For the first time in a long time, however, Harlan sees light on the horizon. As the impacts of development and climate change have mounted on the landscape, these opposing groups have been backed into the same corner. Now, they are close to finding their way out through an unlikely collaboration that could establish the largest national wilderness area in the contiguous U.S. and create a model for how to share what remains of this neglected landscape.
“This is an ecosystem that you need to tread lightly in,” said Diane Teeman, culture and heritage director for the Burns Paiute Tribe in Burns, Oregon. Her tribe is one of many Paiute and Shoshone tribes whose aboriginal lands encompass the Owyhee and much of the sageland in Oregon, Idaho and Nevada.

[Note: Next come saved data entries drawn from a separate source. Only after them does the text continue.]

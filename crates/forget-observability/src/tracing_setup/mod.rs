//! Tracing setup: structured logging and event helpers.

pub mod events;

use forget_core::config::ObservabilityConfig;
use tracing_subscriber::EnvFilter;

/// Environment variable that overrides the configured filter.
pub const LOG_ENV: &str = "FORGET_LOG";

/// Install the global tracing subscriber.
///
/// `FORGET_LOG` wins over `config.log_level`. Returns false when a global
/// subscriber was already installed, which leaves the existing one in place.
pub fn init_tracing(config: &ObservabilityConfig) -> bool {
    let filter = EnvFilter::try_from_env(LOG_ENV)
        .unwrap_or_else(|_| EnvFilter::new(&config.log_level));

    let builder = tracing_subscriber::fmt()
        .with_env_filter(filter)
        .with_target(true);

    if config.json_output {
        builder.json().try_init().is_ok()
    } else {
        builder.try_init().is_ok()
    }
}
//! Racing decays against a shared file-backed store.

use std::sync::{Arc, Barrier};
use std::thread;

use chrono::{DateTime, Duration, TimeZone, Utc};
use forget_core::traits::ICounterStore;
use forget_core::FetchOptions;
use forget_decay::DecayingCounterCollection;
use forget_storage::StorageEngine;

fn t0() -> DateTime<Utc> {
    Utc.with_ymd_and_hms(2024, 3, 1, 12, 0, 0).unwrap()
}

#[test]
fn racing_decays_apply_the_factor_once() {
    let dir = tempfile::tempdir().unwrap();
    let store: Arc<dyn ICounterStore> =
        Arc::new(StorageEngine::open(&dir.path().join("race.db")).unwrap());
    let c = DecayingCounterCollection::create(Arc::clone(&store), "race", Duration::hours(1), Some(t0()))
        .unwrap();
    c.increment_by("b", 1.0, t0() + Duration::seconds(1)).unwrap();

    let target = t0() + Duration::hours(1);
    let barrier = Arc::new(Barrier::new(4));
    let handles: Vec<_> = (0..4)
        .map(|_| {
            let store = Arc::clone(&store);
            let barrier = Arc::clone(&barrier);
            thread::spawn(move || {
                let handle = DecayingCounterCollection::reify(store, "race").unwrap();
                barrier.wait();
                handle.decay_at(target)
            })
        })
        .collect();
    for h in handles {
        // A loser either retries into a no-op or, if it read the clock after
        // the winner committed, sees nothing left to do.
        h.join().unwrap().unwrap();
    }

    let score = c.fetch_bin("b", FetchOptions::raw()).unwrap().unwrap();
    assert!((score - (-1.0f64).exp()).abs() < 1e-9, "score {score}");
    assert_eq!(c.meta().unwrap().last_decayed, target);
}

#[test]
fn increments_racing_a_decay_are_never_lost_or_double_decayed() {
    let dir = tempfile::tempdir().unwrap();
    let store: Arc<dyn ICounterStore> =
        Arc::new(StorageEngine::open(&dir.path().join("mixed.db")).unwrap());
    let start = Utc::now() - Duration::hours(1);
    let c = DecayingCounterCollection::create(Arc::clone(&store), "mixed", Duration::days(365), Some(start))
        .unwrap();

    let writers: Vec<_> = (0..3)
        .map(|_| {
            let store = Arc::clone(&store);
            thread::spawn(move || {
                let handle = DecayingCounterCollection::reify(store, "mixed").unwrap();
                let mut applied = 0;
                for _ in 0..20 {
                    if handle.increment_by("hot", 1.0, Utc::now() + Duration::hours(1)).unwrap() {
                        applied += 1;
                    }
                }
                applied
            })
        })
        .collect();
    c.decay().unwrap();

    let applied: i32 = writers.into_iter().map(|h| h.join().unwrap()).sum();
    assert_eq!(applied, 60);
    // One year lifetime: an hour of decay barely moves the total.
    let score = c.fetch_bin("hot", FetchOptions::raw()).unwrap().unwrap();
    assert!(score <= 60.0 && score > 59.9, "score {score}");
}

In spring, she continues a generations-old practice of collecting bitterroot, biscuitroot and medicinal plants and trapping Western marmot. “We have a reciprocal relationship with everything else,” she said. “I like to think that even the way we go about collecting things helps to improve those things.”
In the 1860s, the land began to change in ways the tribes couldn’t control. First, corporate ranching operations pushed thousands of cattle across the range, watering the animals in sacred springs and streams. Then towns took form, Teeman’s ancestors were pushed out of their homes, and settlers began fencing off property and rerouting streams to irrigate crops. Malheur County, which encompasses the Owyhee Canyonlands, was established in 1887. Although there are now also onion farmers, teachers, health care workers, Kraft Heinz manufacturing technicians, restaurateurs and budtenders, ranchers have long dominated the region’s economy, leaving their mark on its culture and landscape.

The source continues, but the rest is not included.